Car les nouveaux espaces de projets artistiques et culturels ne sont pas seulement des outils de valorisation urbaine au service de la cohésion sociale, ils sont aussi les vecteurs d'autres modes de production et de diffusion de l'art.
Il ne s'agit pas d'opposer certaines pratiques à d'autres, le champ de l'institution au champ "non-institutionnel", l'art "officiel" à la création indépendante, mais au contraire, d'imaginer comment des liens nouveaux peuvent se tisser entre toutes les composantes de la vie artistique et culturelle. Je suis conscient des défis que l'évolution du paysage artistique, culturel, social, pose à cette mission essentielle, réconciliatrice, médiatrice, stratégique de l'Etat aujourd'hui, face à nos concitoyens, à notre société, à notre monde.
Je vois des motifs d'espoir, de confiance, d'optimisme dans les nombreux exemples d'artistes, reconnus internationalement, issus des démarches artistiques et culturelles qui font l'objet de votre colloque. Je pense notamment à la compagnie Komplex Kapharnaum de la Friche en cours à Villeurbanne qui, après avoir participé au festival d'Aurillac et à des manifestations dans de nombreux pays européens, a ouvert le festival d'Avignon en 2004.
Pour les musiques actuelles, je pense aussi, par exemple, au groupe de rap IAM qui a travaillé dans les locaux de répétition de la friche de la Belle de Mai ou à la formation musicale Herman Düne dans ceux de Mains d'oeuvres à Saint-Ouen, qui se produit aujourd'hui au niveau international.

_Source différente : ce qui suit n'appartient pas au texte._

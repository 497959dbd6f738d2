use snafu::Snafu;

#[derive(Debug, Snafu)]
#[snafu(visibility(pub))]
pub enum Error {
    #[snafu(display("Malformed payload: {message}"))]
    MalformedPayload { message: String },

    #[snafu(display("Failed to receive from queue {queue}"))]
    Receive {
        queue: String,
        #[snafu(source(false))]
        source: eyre::Report,
    },

    #[snafu(display("Failed to deliver message to queue {queue}"))]
    Delivery {
        queue: String,
        #[snafu(source(false))]
        source: eyre::Report,
    },

    #[snafu(display("Payload too large: {size} bytes exceeds the {limit} byte limit"))]
    PayloadTooLarge { size: usize, limit: usize },

    #[snafu(display("Failed to delete message from queue {queue}"))]
    Delete {
        queue: String,
        #[snafu(source(false))]
        source: eyre::Report,
    },

    #[snafu(display("Queue not found: {queue}"))]
    QueueNotFound { queue: String },

    #[snafu(display("Log sink error for destination {destination}"))]
    LogSink {
        destination: String,
        #[snafu(source(false))]
        source: eyre::Report,
    },

    #[snafu(display("Job {job_id} failed: {message}"))]
    Handler { job_id: String, message: String },

    #[snafu(display("Invalid configuration: {message}"))]
    Config { message: String },
}

impl From<serde_json::Error> for Error {
    fn from(e: serde_json::Error) -> Self {
        Self::MalformedPayload {
            message: e.to_string(),
        }
    }
}

impl Error {
    pub fn malformed(message: impl Into<String>) -> Self {
        Self::MalformedPayload {
            message: message.into(),
        }
    }

    pub fn receive(queue: impl ToString, e: impl Into<eyre::Report>) -> Self {
        Self::Receive {
            queue: queue.to_string(),
            source: e.into(),
        }
    }

    pub fn delivery(queue: impl ToString, e: impl Into<eyre::Report>) -> Self {
        Self::Delivery {
            queue: queue.to_string(),
            source: e.into(),
        }
    }

    pub fn delete(queue: impl ToString, e: impl Into<eyre::Report>) -> Self {
        Self::Delete {
            queue: queue.to_string(),
            source: e.into(),
        }
    }

    pub fn queue_not_found(queue: impl ToString) -> Self {
        Self::QueueNotFound {
            queue: queue.to_string(),
        }
    }

    pub fn log_sink(destination: impl Into<String>, e: impl Into<eyre::Report>) -> Self {
        Self::LogSink {
            destination: destination.into(),
            source: e.into(),
        }
    }

    pub fn handler(job_id: impl Into<String>, message: impl Into<String>) -> Self {
        Self::Handler {
            job_id: job_id.into(),
            message: message.into(),
        }
    }

    pub fn config(message: impl Into<String>) -> Self {
        Self::Config {
            message: message.into(),
        }
    }

    /// Broker unavailability. The caller should back off and retry rather than
    /// treat the failure as belonging to a single message.
    pub fn is_transient(&self) -> bool {
        matches!(self, Self::Receive { .. } | Self::Delivery { .. })
    }

    /// Upstream failure detail, if any, for diagnostics.
    pub fn detail(&self) -> Option<String> {
        match self {
            Self::Receive { source, .. }
            | Self::Delivery { source, .. }
            | Self::Delete { source, .. }
            | Self::LogSink { source, .. } => Some(format!("{source:#}")),
            _ => None,
        }
    }
}

#[cfg(test)]
mod tests {
    use super::*;

    #[test]
    fn test_transient_classification() {
        assert!(Error::receive("q", eyre::eyre!("timeout")).is_transient());
        assert!(Error::delivery("q", eyre::eyre!("refused")).is_transient());
        assert!(!Error::malformed("bad json").is_transient());
        assert!(!Error::delete("q", eyre::eyre!("stale")).is_transient());
        assert!(!Error::handler("J1", "boom").is_transient());
    }

    #[test]
    fn test_detail_includes_source() {
        let err = Error::delivery("work", eyre::eyre!("connection refused"));
        assert_eq!(err.to_string(), "Failed to deliver message to queue work");
        assert_eq!(err.detail().as_deref(), Some("connection refused"));
        assert_eq!(Error::malformed("x").detail(), None);
    }
}
//! Correlation identifiers used as job IDs.
//!
//! IDs are UUIDv7 values: the leading 48 bits hold a millisecond Unix timestamp,
//! so the canonical hyphenated form sorts lexicographically by creation time.

use std::fmt;

use chrono::{DateTime, Utc};
use serde::{Deserialize, Serialize};
use sha2::{Digest, Sha256};
use uuid::Uuid;

/// Largest millisecond timestamp a UUIDv7 can hold (48 bits).
const MAX_V7_MILLIS: u64 = (1 << 48) - 1;

/// A unique, time-sortable job identifier.
#[derive(Debug, Clone, PartialEq, Eq, PartialOrd, Ord, Hash, Serialize, Deserialize)]
#[serde(transparent)]
pub struct JobId(String);

impl JobId {
    /// Mints a fresh identifier. Successive calls within one process are
    /// strictly increasing.
    pub fn generate() -> Self {
        Self(Uuid::now_v7().hyphenated().to_string())
    }

    /// Derives an identifier from a broker delivery identifier.
    ///
    /// The same `message_id` and `created_at` always produce the same ID, so a
    /// redelivered message maps onto the job it already created.
    ///
    /// `created_at` is clamped to the range a UUIDv7 timestamp can represent:
    /// instants before the Unix epoch map to zero and instants past the 48-bit
    /// limit (year 10889) map to the maximum. Ordering by time is preserved
    /// inside that range and non-decreasing outside it.
    pub fn derive(message_id: &str, created_at: DateTime<Utc>) -> Self {
        let digest = Sha256::digest(message_id.as_bytes());

        let mut rand_bytes = [0u8; 10];
        rand_bytes.copy_from_slice(&digest[..10]);

        let millis = u64::try_from(created_at.timestamp_millis())
            .unwrap_or(0)
            .min(MAX_V7_MILLIS);

        let id = uuid::Builder::from_unix_timestamp_millis(millis, &rand_bytes).into_uuid();

        Self(id.hyphenated().to_string())
    }

    pub fn as_str(&self) -> &str {
        &self.0
    }
}

impl From<String> for JobId {
    fn from(value: String) -> Self {
        Self(value)
    }
}

impl From<&str> for JobId {
    fn from(value: &str) -> Self {
        Self(value.to_owned())
    }
}

impl From<JobId> for String {
    fn from(value: JobId) -> Self {
        value.0
    }
}

impl AsRef<str> for JobId {
    fn as_ref(&self) -> &str {
        &self.0
    }
}

impl fmt::Display for JobId {
    fn fmt(&self, f: &mut fmt::Formatter<'_>) -> fmt::Result {
        f.write_str(&self.0)
    }
}

#[cfg(test)]
mod tests {
    use std::collections::HashSet;

    use chrono::TimeZone;

    use super::*;

    #[test]
    fn test_generated_ids_are_unique_and_sorted() {
        let ids: Vec<JobId> = (0..10_000).map(|_| JobId::generate()).collect();

        let unique: HashSet<&JobId> = ids.iter().collect();
        assert_eq!(unique.len(), ids.len());

        for pair in ids.windows(2) {
            assert!(
                pair[0].as_str() < pair[1].as_str(),
                "{} should sort before {}",
                pair[0],
                pair[1]
            );
        }
    }

    #[test]
    fn test_derived_ids_are_deterministic() {
        let at = Utc.with_ymd_and_hms(2025, 1, 1, 0, 0, 0).unwrap();

        let first = JobId::derive("msg-1", at);
        let second = JobId::derive("msg-1", at);
        let other = JobId::derive("msg-2", at);

        assert_eq!(first, second);
        assert_ne!(first, other);
    }

    #[test]
    fn test_derived_ids_sort_by_timestamp() {
        let earlier = Utc.with_ymd_and_hms(2025, 1, 1, 0, 0, 0).unwrap();
        let later = Utc.with_ymd_and_hms(2025, 1, 1, 0, 0, 1).unwrap();

        assert!(JobId::derive("zzz", earlier) < JobId::derive("aaa", later));
    }

    #[test]
    fn test_derived_timestamps_are_clamped() {
        let before_epoch = Utc.with_ymd_and_hms(1960, 1, 1, 0, 0, 0).unwrap();
        let epoch = Utc.timestamp_millis_opt(0).unwrap();
        let now = Utc.with_ymd_and_hms(2025, 1, 1, 0, 0, 0).unwrap();
        let far = Utc.with_ymd_and_hms(20000, 1, 1, 0, 0, 0).unwrap();
        let farther = Utc.with_ymd_and_hms(30000, 1, 1, 0, 0, 0).unwrap();

        let timestamp_bits = |at| {
            let id = JobId::derive("m", at);
            Uuid::parse_str(id.as_str()).unwrap().as_u128() >> 80
        };

        assert_eq!(timestamp_bits(before_epoch), timestamp_bits(epoch));
        assert_eq!(timestamp_bits(far), u128::from(MAX_V7_MILLIS));
        assert_eq!(timestamp_bits(far), timestamp_bits(farther));

        assert!(JobId::derive("m", before_epoch) <= JobId::derive("m", now));
        assert!(JobId::derive("m", now) < JobId::derive("m", far));
    }

    #[test]
    fn test_derived_ids_are_v7() {
        let at = Utc.with_ymd_and_hms(2025, 6, 1, 12, 0, 0).unwrap();
        let id = JobId::derive("abc", at);

        let parsed = Uuid::parse_str(id.as_str()).unwrap();
        assert_eq!(parsed.get_version_num(), 7);
    }
}
//! Queue client abstraction over a durable, at-least-once message broker.
//!
//! The contract mirrors SQS:
//! - `receive` long-polls for up to `wait_seconds`, returns at most
//!   `max_messages`, and hides returned messages for `visibility_timeout`
//!   seconds. Nothing prevents the same message from reaching two receivers
//!   after a visibility timeout race, so consumers must tolerate duplicates.
//! - `send` enqueues a body with string attributes.
//! - `delete` acknowledges a message by receipt handle. A stale handle fails
//!   with [`Error::Delete`]; callers log it and move on.
//!
//! Retries are the broker's job: a message that is not deleted becomes visible
//! again, and after the queue's max receive count it is redriven to the
//! dead-letter queue.

use std::collections::HashMap;

use futures_util::future::BoxFuture;
use url::Url;

use crate::error::Error;

pub mod memory;
pub mod sqs;

/// Maximum body plus attributes size accepted by the broker.
pub const MAX_MESSAGE_SIZE: usize = 262_144;

/// Parameters for a single receive call.
#[derive(Debug, Clone, Copy, PartialEq, Eq)]
pub struct ReceiveOptions {
    pub max_messages: i32,
    pub wait_seconds: i32,
    pub visibility_timeout: i32,
}

impl Default for ReceiveOptions {
    fn default() -> Self {
        Self {
            max_messages: 10,
            wait_seconds: 20,
            visibility_timeout: 30,
        }
    }
}

/// A message handed out by a receive call.
#[derive(Debug, Clone, PartialEq)]
pub struct ReceivedMessage {
    pub message_id: String,
    pub receipt_handle: String,
    pub body: String,
    pub attributes: HashMap<String, String>,
    /// Number of times the broker has handed this message out, including this one.
    pub receive_count: u32,
}

/// Acknowledgment returned by a successful send.
#[derive(Debug, Clone, PartialEq, Eq)]
pub struct SendReceipt {
    pub message_id: String,
}

pub trait QueueClient: Send + Sync + 'static {
    /// Long-polls `queue` for messages.
    fn receive<'a>(
        &'a self,
        queue: &'a Url,
        options: ReceiveOptions,
    ) -> BoxFuture<'a, Result<Vec<ReceivedMessage>, Error>>;

    /// Sends a message body with string attributes.
    fn send<'a>(
        &'a self,
        queue: &'a Url,
        body: String,
        attributes: HashMap<String, String>,
    ) -> BoxFuture<'a, Result<SendReceipt, Error>>;

    /// Acknowledges a message so it is never redelivered.
    fn delete<'a>(&'a self, queue: &'a Url, receipt_handle: &'a str)
        -> BoxFuture<'a, Result<(), Error>>;
}

/// Rejects payloads the broker would refuse.
pub(crate) fn check_size(body: &str, attributes: &HashMap<String, String>) -> Result<(), Error> {
    let size = body.len()
        + attributes
            .iter()
            .map(|(k, v)| k.len() + v.len())
            .sum::<usize>();

    if size > MAX_MESSAGE_SIZE {
        return Err(Error::PayloadTooLarge {
            size,
            limit: MAX_MESSAGE_SIZE,
        });
    }

    Ok(())
}

#[cfg(test)]
mod tests {
    use super::*;

    #[test]
    fn test_check_size() {
        let attributes = HashMap::from([("jobId".to_owned(), "J1".to_owned())]);

        assert!(check_size("{}", &attributes).is_ok());

        let body = "x".repeat(MAX_MESSAGE_SIZE);
        match check_size(&body, &attributes) {
            Err(Error::PayloadTooLarge { size, limit }) => {
                assert_eq!(size, MAX_MESSAGE_SIZE + 7);
                assert_eq!(limit, MAX_MESSAGE_SIZE);
            }
            other => panic!("Expected PayloadTooLarge, got {other:?}"),
        }
    }
}
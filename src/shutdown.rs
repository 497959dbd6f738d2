//! Process shutdown: signal handling and the bounded grace period.

use std::time::Duration;

use futures_util::future::join_all;
use tokio::{
    signal::{
        ctrl_c,
        unix::{signal, SignalKind},
    },
    task::JoinHandle,
};
use tokio_util::sync::CancellationToken;
use tracing::{info, warn};

/// Cancels `token` on SIGTERM or Ctrl-C.
pub fn listen(token: CancellationToken) -> eyre::Result<JoinHandle<()>> {
    let mut sigterm = signal(SignalKind::terminate())?;

    Ok(tokio::spawn(async move {
        tokio::select! {
            _ = sigterm.recv() => info!("Received SIGTERM"),
            _ = ctrl_c() => info!("Received Ctrl-C"),
            _ = token.cancelled() => return,
        }

        info!("Received shutdown signal!");
        token.cancel();
    }))
}

/// How the running tasks ended.
#[derive(Debug, Clone, Copy, PartialEq, Eq)]
pub enum Exit {
    /// Every task returned on its own.
    Graceful,
    /// The grace period elapsed and the remaining tasks were aborted.
    Forced,
}

/// Handle to the spawned processor tasks.
#[derive(Debug)]
pub struct RunHandle {
    handles: Vec<JoinHandle<()>>,
}

impl RunHandle {
    pub fn new(handles: Vec<JoinHandle<()>>) -> Self {
        Self { handles }
    }

    /// Waits for the tasks to finish. Once `token` is cancelled they get `grace`
    /// to wind down before being aborted.
    pub async fn wait_for_shutdown(self, token: &CancellationToken, grace: Duration) -> Exit {
        let aborts: Vec<_> = self.handles.iter().map(|h| h.abort_handle()).collect();

        let mut joined = std::pin::pin!(join_all(self.handles));

        let finished = tokio::select! {
            results = &mut joined => Some(results),
            _ = token.cancelled() => None,
        };

        let results = match finished {
            Some(results) => results,
            None => {
                info!(?grace, "Waiting for processors to finish in-flight work");

                match tokio::time::timeout(grace, &mut joined).await {
                    Ok(results) => results,
                    Err(_) => {
                        warn!("Grace period elapsed, aborting processors");
                        for abort in aborts {
                            abort.abort();
                        }
                        return Exit::Forced;
                    }
                }
            }
        };

        for result in results {
            if let Err(error) = result {
                warn!(%error, "Processor task panicked");
            }
        }

        Exit::Graceful
    }
}
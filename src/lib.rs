use std::sync::Arc;

use aws_config::BehaviorVersion;
use config::Config;
use job::{JobHandler, PassThrough};
use logs::cloudwatch::CloudWatchLogSink;
use pipeline::Collaborators;
use queue::sqs::SqsQueueClient;
use shutdown::Exit;
use tokio_util::sync::CancellationToken;
use tracing::{info, level_filters::LevelFilter};
use tracing_subscriber::{util::SubscriberInitExt, EnvFilter, FmtSubscriber};

pub mod background;
pub mod config;
pub mod correlation;
pub mod driver;
pub mod error;
pub mod job;
pub mod logs;
pub mod message;
pub mod pipeline;
pub mod queue;
pub mod shutdown;
pub mod trigger;

fn init_tracing() -> eyre::Result<()> {
    let filter = EnvFilter::builder()
        .with_env_var("JOBRELAY_LOG")
        .with_default_directive(LevelFilter::INFO.into())
        .from_env()?;

    #[cfg(debug_assertions)]
    FmtSubscriber::builder()
        .pretty()
        .with_env_filter(filter)
        .finish()
        .try_init()?;

    #[cfg(not(debug_assertions))]
    FmtSubscriber::builder()
        .json()
        .with_env_filter(filter)
        .finish()
        .try_init()?;

    Ok(())
}

async fn sdk_config(config: &Config) -> aws_config::SdkConfig {
    let mut loader = aws_config::defaults(BehaviorVersion::latest());

    if let Some(endpoint) = &config.endpoint_url {
        loader = loader.endpoint_url(endpoint.as_str());
    }

    loader.load().await
}

/// Returns a builder for the pipeline process.
///
/// Without a `config` the configuration is read from the environment; without a
/// `handler` jobs run the [`PassThrough`] body.
#[bon::builder(finish_fn = start)]
pub async fn run(config: Option<Config>, handler: Option<Arc<dyn JobHandler>>) -> eyre::Result<()> {
    init_tracing()?;

    let config = match config {
        Some(config) => config,
        None => Config::load()?,
    };

    config.validate()?;

    let sdk_config = sdk_config(&config).await;

    let collaborators = Collaborators {
        queues: Arc::new(SqsQueueClient::from_conf(&sdk_config)),
        logs: Arc::new(CloudWatchLogSink::from_conf(&sdk_config)),
        handler: handler.unwrap_or_else(|| {
            Arc::new(PassThrough::new(config.simulated_work())) as Arc<dyn JobHandler>
        }),
    };

    let drivers = pipeline::assemble(&config, &collaborators)?;

    info!(role = %config.role, processors = drivers.len(), "Starting pipeline");

    let token = CancellationToken::new();
    let signals = shutdown::listen(token.clone())?;

    let exit = pipeline::serve(drivers, token.clone(), &config).await;

    token.cancel();
    signals.abort();

    match exit {
        Exit::Graceful => {
            info!("Pipeline stopped");
            Ok(())
        }
        Exit::Forced => Err(eyre::eyre!(
            "processors did not stop within {:?}",
            config.shutdown_grace()
        )),
    }
}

De la même manière que des artistes issus de ces lieux acquièrent une notoriété nationale ou internationale, des artistes reconnus par les institutions rejoignent aussi parfois ces lieux. Je pense par exemple, aux interventions de Daniel Buren ou de Claude Lévêque à la friche l'Antre-Peaux à Bourges ou à la compagnie de danse Käfig, sous la direction de Mourad Merzouki, qui envisage un travail à long terme dans l'agglomération du Grand Lyon dans le quartier prioritaire de Bron-Parilly accompagnée par l'Agence Nationale du Renouvellement Urbain (ANRU).
Je tiens enfin à vous dire combien le ministère de la culture et de la communication s'engage dans ces réflexions et je suis convaincu que votre colloque nous permettra d'ouvrir de nouvelles pistes, pour agir ensemble au service de la culture et de la cité.